The secrets of the clams. It is curious because the Bangor researchers were not zoologists, but climatologists. They had been collecting clams for years to count their growth rings and thus learn about the planet’s climatic history. That is, they were looking for molluscs to use them in a similar way that other climatologists use trees.
Like I say, Icelandic clams are bugs. known for their longevity. In 1982, one was found in the US with more than 220 years Y, as explained in National Geographica German museum claimed to have a 374-year-old collected, precisely, in Icelandic waters.
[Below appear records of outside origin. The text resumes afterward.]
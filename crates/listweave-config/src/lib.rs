use serde::{Deserialize, Serialize};
use std::path::{Path, PathBuf};
use thiserror::Error;

#[derive(Debug, Error)]
pub enum ConfigError {
    #[error("Failed to read config file at {config_path}: {source}")]
    ConfigReadError {
        config_path: PathBuf,
        source: std::io::Error,
    },

    #[error("Failed to parse config file at {config_path}: {source}")]
    ConfigParseError {
        config_path: PathBuf,
        source: toml::de::Error,
    },
}

/// Which built-in marker strategies are registered.
#[derive(Debug, Clone, PartialEq, Eq, Serialize, Deserialize)]
#[serde(default)]
pub struct MarkerConfig {
    pub todo: bool,
    pub glyph: bool,
}

impl Default for MarkerConfig {
    fn default() -> Self {
        Self {
            todo: true,
            glyph: true,
        }
    }
}

#[derive(Debug, Clone, PartialEq, Eq, Serialize, Deserialize)]
#[serde(default)]
pub struct Config {
    /// Cap on post-fixer passes per change block.
    pub max_fixer_passes: usize,
    /// Content kinds that may not carry list attributes.
    pub non_list_content: Vec<String>,
    pub markers: MarkerConfig,
}

impl Default for Config {
    fn default() -> Self {
        Self {
            max_fixer_passes: 8,
            non_list_content: vec!["horizontal_rule".to_string()],
            markers: MarkerConfig::default(),
        }
    }
}

impl Config {
    pub fn load_from_path<P: AsRef<Path>>(config_path: P) -> Result<Option<Self>, ConfigError> {
        let config_path = config_path.as_ref();
        if !config_path.exists() {
            return Ok(None);
        }

        let content = std::fs::read_to_string(config_path).map_err(|source| {
            ConfigError::ConfigReadError {
                config_path: config_path.to_path_buf(),
                source,
            }
        })?;

        let config: Config =
            toml::from_str(&content).map_err(|source| ConfigError::ConfigParseError {
                config_path: config_path.to_path_buf(),
                source,
            })?;

        Ok(Some(config))
    }

    pub fn load() -> Result<Option<Self>, ConfigError> {
        let config_path = Self::config_path();
        Self::load_from_path(&config_path)
    }

    pub fn save_to_path<P: AsRef<Path>>(&self, config_path: P) -> anyhow::Result<()> {
        let config_path = config_path.as_ref();
        if let Some(parent) = config_path.parent() {
            std::fs::create_dir_all(parent)?;
        }
        let content = toml::to_string_pretty(self)?;
        std::fs::write(config_path, content)?;
        Ok(())
    }

    pub fn config_path() -> PathBuf {
        let config_dir = shellexpand::tilde("~/.config/listweave");
        PathBuf::from(config_dir.as_ref()).join("config.toml")
    }

    /// Expands `~` and environment variables in a user supplied path,
    /// falling back to the path as given.
    pub fn expand_path(path: &Path) -> PathBuf {
        let path_str = path.to_string_lossy();
        match shellexpand::full(&path_str) {
            Ok(expanded) => PathBuf::from(expanded.as_ref()),
            Err(_) => path.to_path_buf(),
        }
    }
}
The incredible life of Ming. Ming pulverized all those records: the clam’s probable date of birth was 1499, just a handful of years after Christopher Columbus crossed the Atlantic Ocean on his way to America. Unfortunately, the process of sclerochronology to which the Bangor researchers subjected the specimen to know its age ended with it. Modern science has achieved what climatic problems and predators have not.
What clams can teach us. We know that death is the price we pay for being who we are, but the fundamental question is still on the table: why not delay it a little longer. In this, we have been very insistent and humanity has sought the answer with great interest. This has led us to investigate turtles, mice and all kinds of animals, including clams.
However, as I said, in this case the main interest in studying this type of molluscs is research on climate change. The original Bangor project wanted to know in detail the climate of the last thousand years. Something difficult, but we have more and more at hand: and, after all, the further back we can look, the more and better we can understand the future.